Nanoparticles help deliver cancer drugs

Researchers at UCLA have successfully manipulated nanomaterials to create a drug-delivery system that overcomes solubility problems to make modern anticancer drugs more effective.

The poor solubility of anticancer drugs is one of the major problems in cancer therapy because the drugs require the addition of solvents in order to be easily absorbed into cancer cells.
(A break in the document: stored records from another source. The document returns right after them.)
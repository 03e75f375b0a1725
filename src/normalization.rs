use serde::{Deserialize, Deserializer};

/// Normalizes a name by stripping surrounding whitespace and
/// decomposing it into Unicode Normalization Form D.
///
/// ```
/// use loader::normalization::normalize_name;
/// assert_eq!(normalize_name(" ETH Global 2025 "), "ETH Global 2025");
/// ```
pub fn normalize_name(name: impl AsRef<str>) -> String {
    use unicode_normalization::UnicodeNormalization;

    name.as_ref().trim().nfd().to_string()
}

/// Returns the case-insensitive key under which a name is compared
/// against rows already in the table.
pub fn dedup_key(name: impl AsRef<str>) -> String {
    normalize_name(name).to_lowercase()
}

/// Deserializes an optional `String` after running it through
/// `normalize_name`.
pub fn deserialize_option<'de, D>(deserializer: D) -> Result<Option<String>, D::Error>
where
    D: Deserializer<'de>,
{
    let o: Option<String> = Deserialize::deserialize(deserializer)?;
    Ok(o.map(normalize_name))
}
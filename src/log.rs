use std::sync::Mutex;

use slog::Drain;
use slog::Fuse;
use slog_async::Async;
use slog_json::Json;

pub use slog::{debug, error, info, o, trace, warn, Logger};

use crate::info;

pub fn initialize_logger() -> slog::Logger {
    let drain = Mutex::new(Json::default(std::io::stderr())).map(Fuse);
    let drain = Async::new(drain).build().fuse();

    Logger::root(
        drain,
        o!("version" => info::VERSION, "revision" => info::REVISION, "build_timestamp" => info::BUILD_TIMESTAMP),
    )
}
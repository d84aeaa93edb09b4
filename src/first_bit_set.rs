//! Position of the most significant set bit.
//!
//! Values returned range from 0 to 64 for 64-bit inputs and 0 to 128 for
//! 128-bit inputs. 0 means no bit was set, 1 is the lowest bit, and 64/128
//! the highest bit of the respective width. Signed inputs are measured by
//! magnitude, so `i64::MIN` reports bit 64.

/// The highest bit position a signed 64-bit magnitude can occupy.
pub(crate) const MAX_I64_BIT_POS: u32 = 63;

/// The highest bit position a signed 128-bit magnitude can occupy.
pub(crate) const MAX_I128_BIT_POS: u32 = 127;

#[inline(always)]
pub(crate) const fn first_bit_set_u64(val: u64) -> u32 {
    u64::BITS - val.leading_zeros()
}

#[inline(always)]
pub(crate) const fn first_bit_set_i64(val: i64) -> u32 {
    first_bit_set_u64(val.unsigned_abs())
}

#[inline(always)]
pub(crate) const fn first_bit_set_u128(val: u128) -> u32 {
    u128::BITS - val.leading_zeros()
}

#[inline(always)]
pub(crate) const fn first_bit_set_i128(val: i128) -> u32 {
    first_bit_set_u128(val.unsigned_abs())
}
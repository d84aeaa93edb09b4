//! Fixed-point decimal numbers for financial calculations
//!
//! This library provides a signed decimal value type with an explicit,
//! per-instance decimal-place count (up to 14), exact arithmetic, thirteen
//! precision policies for multiplication and division results, and ten
//! rounding modes. Values live in a fast 64-bit backing and fall back to
//! 128 bits only when they must.
//!
//! ```
//! use findec::Number;
//!
//! let price: Number = "12345.12345".parse().unwrap();
//! let qty: Number = "54321.54321".parse().unwrap();
//! // The default precision policy keeps max(5, 5) + 2 decimal places.
//! assert_eq!((price * qty).to_string(), "670606156.9219593");
//! ```

#![cfg_attr(not(test), no_std)]

mod error;
mod first_bit_set;
mod number;
mod precision;
mod rounding;
mod shift_table;

pub use error::{DecimalError, Result};
pub use number::{Number, Sign};
pub use precision::PrecisionPolicy;
pub use rounding::RoundingMode;
fn main() {
    let n: findec::Number = "0.25".parse().unwrap();
    let f = n.to_f64();
    println!("{:.20} bits={:x}", f, f.to_bits());
    println!("{:.20} bits={:x}", 0.25f64, 0.25f64.to_bits());
}
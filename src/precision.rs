//! Precision policies for multiplication and division results.
//!
//! A policy maps the two operands' decimal-place counts to the decimal
//! places the result should carry. Product precision is additionally capped
//! by `da + db` (a product has no more real fractional digits than that),
//! and everything is capped by the library-wide maximum.

use core::fmt;

/// Controls how many decimal places the result of a multiplication or
/// division keeps.
///
/// When the two operands carry different policies, the one yielding more
/// decimal places wins.
#[derive(Copy, Clone, Debug, PartialEq, Eq, Hash)]
#[repr(u8)]
pub enum PrecisionPolicy {
    /// Result keeps `min(da, db)` decimal places.
    MinOperand = 0,
    MinOperandPlus1,
    MinOperandPlus2,
    MinOperandPlus3,
    MinOperandPlus4,
    MinOperandPlus5,
    /// Result keeps `max(da, db)` decimal places.
    MaxOperand,
    MaxOperandPlus1,
    MaxOperandPlus2,
    MaxOperandPlus3,
    MaxOperandPlus4,
    MaxOperandPlus5,
    /// Result keeps as many decimal places as the representation allows.
    MaxPrecision,
}

impl PrecisionPolicy {
    pub(crate) const fn from_u8(val: u8) -> PrecisionPolicy {
        match val {
            0 => PrecisionPolicy::MinOperand,
            1 => PrecisionPolicy::MinOperandPlus1,
            2 => PrecisionPolicy::MinOperandPlus2,
            3 => PrecisionPolicy::MinOperandPlus3,
            4 => PrecisionPolicy::MinOperandPlus4,
            5 => PrecisionPolicy::MinOperandPlus5,
            6 => PrecisionPolicy::MaxOperand,
            7 => PrecisionPolicy::MaxOperandPlus1,
            8 => PrecisionPolicy::MaxOperandPlus2,
            9 => PrecisionPolicy::MaxOperandPlus3,
            10 => PrecisionPolicy::MaxOperandPlus4,
            11 => PrecisionPolicy::MaxOperandPlus5,
            _ => PrecisionPolicy::MaxPrecision,
        }
    }

    pub const fn as_str(&self) -> &'static str {
        match self {
            PrecisionPolicy::MinOperand => "MIN_OPERAND",
            PrecisionPolicy::MinOperandPlus1 => "MIN_OPERAND_PLUS_1",
            PrecisionPolicy::MinOperandPlus2 => "MIN_OPERAND_PLUS_2",
            PrecisionPolicy::MinOperandPlus3 => "MIN_OPERAND_PLUS_3",
            PrecisionPolicy::MinOperandPlus4 => "MIN_OPERAND_PLUS_4",
            PrecisionPolicy::MinOperandPlus5 => "MIN_OPERAND_PLUS_5",
            PrecisionPolicy::MaxOperand => "MAX_OPERAND",
            PrecisionPolicy::MaxOperandPlus1 => "MAX_OPERAND_PLUS_1",
            PrecisionPolicy::MaxOperandPlus2 => "MAX_OPERAND_PLUS_2",
            PrecisionPolicy::MaxOperandPlus3 => "MAX_OPERAND_PLUS_3",
            PrecisionPolicy::MaxOperandPlus4 => "MAX_OPERAND_PLUS_4",
            PrecisionPolicy::MaxOperandPlus5 => "MAX_OPERAND_PLUS_5",
            PrecisionPolicy::MaxPrecision => "MAX_PRECISION",
        }
    }

    /// The base operand selector and additive bump of the policy; `None`
    /// for [`PrecisionPolicy::MaxPrecision`].
    const fn operand_plus(&self) -> Option<(bool, u32)> {
        match self {
            PrecisionPolicy::MinOperand => Some((true, 0)),
            PrecisionPolicy::MinOperandPlus1 => Some((true, 1)),
            PrecisionPolicy::MinOperandPlus2 => Some((true, 2)),
            PrecisionPolicy::MinOperandPlus3 => Some((true, 3)),
            PrecisionPolicy::MinOperandPlus4 => Some((true, 4)),
            PrecisionPolicy::MinOperandPlus5 => Some((true, 5)),
            PrecisionPolicy::MaxOperand => Some((false, 0)),
            PrecisionPolicy::MaxOperandPlus1 => Some((false, 1)),
            PrecisionPolicy::MaxOperandPlus2 => Some((false, 2)),
            PrecisionPolicy::MaxOperandPlus3 => Some((false, 3)),
            PrecisionPolicy::MaxOperandPlus4 => Some((false, 4)),
            PrecisionPolicy::MaxOperandPlus5 => Some((false, 5)),
            PrecisionPolicy::MaxPrecision => None,
        }
    }
}

impl fmt::Display for PrecisionPolicy {
    fn fmt(&self, f: &mut fmt::Formatter<'_>) -> fmt::Result {
        f.write_str(self.as_str())
    }
}

/// Decimal places for the product of operands carrying `factor1_dp` and
/// `factor2_dp` decimal places.
pub(crate) fn product_decimal_places(
    factor1_dp: u32,
    factor2_dp: u32,
    max_dp: u32,
    policy: PrecisionPolicy,
) -> u32 {
    let full = factor1_dp + factor2_dp;

    let wanted = match policy.operand_plus() {
        Some((true, bump)) => factor1_dp.min(factor2_dp) + bump,
        Some((false, bump)) => factor1_dp.max(factor2_dp) + bump,
        None => full,
    };

    wanted.min(full).min(max_dp)
}

/// Decimal places for the quotient of operands carrying `dividend_dp` and
/// `divisor_dp` decimal places.
pub(crate) fn quotient_decimal_places(
    dividend_dp: u32,
    divisor_dp: u32,
    max_dp: u32,
    policy: PrecisionPolicy,
) -> u32 {
    let wanted = match policy.operand_plus() {
        Some((true, bump)) => dividend_dp.min(divisor_dp) + bump,
        Some((false, bump)) => dividend_dp.max(divisor_dp) + bump,
        None => max_dp,
    };

    wanted.min(max_dp)
}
Unfortunately, these solvents not only dilute the potency of the drugs but create toxicity as well.

Researchers from UCLA’s California NanoSystems Institute and Jonsson Cancer Centre have developed a novel approach using silica-based nanoparticles to deliver the anticancer drug camptothecin and other water-insoluble drugs into human cancer cells.

Fuyu Tamanoi, UCLA professor of microbiology, immunology and molecular genetics and director of the Jonsson Cancer Centre’s Signal Transduction and Therapeutics Program Area, and Jeffrey Zink, UCLA professor of chemistry and biochemistry, led the study.

Tamanoi and Zink devised a method for incorporating the representative hydrophobic anticancer drug camptothecin into the pores of fluorescent mesoporous silica nanoparticles and delivering the particles into a variety of human cancer cells to induce cell death. The results suggest that the mesoporous silica nanoparticles might be used as a vehicle to overcome the insolubility problem of many anticancer drugs.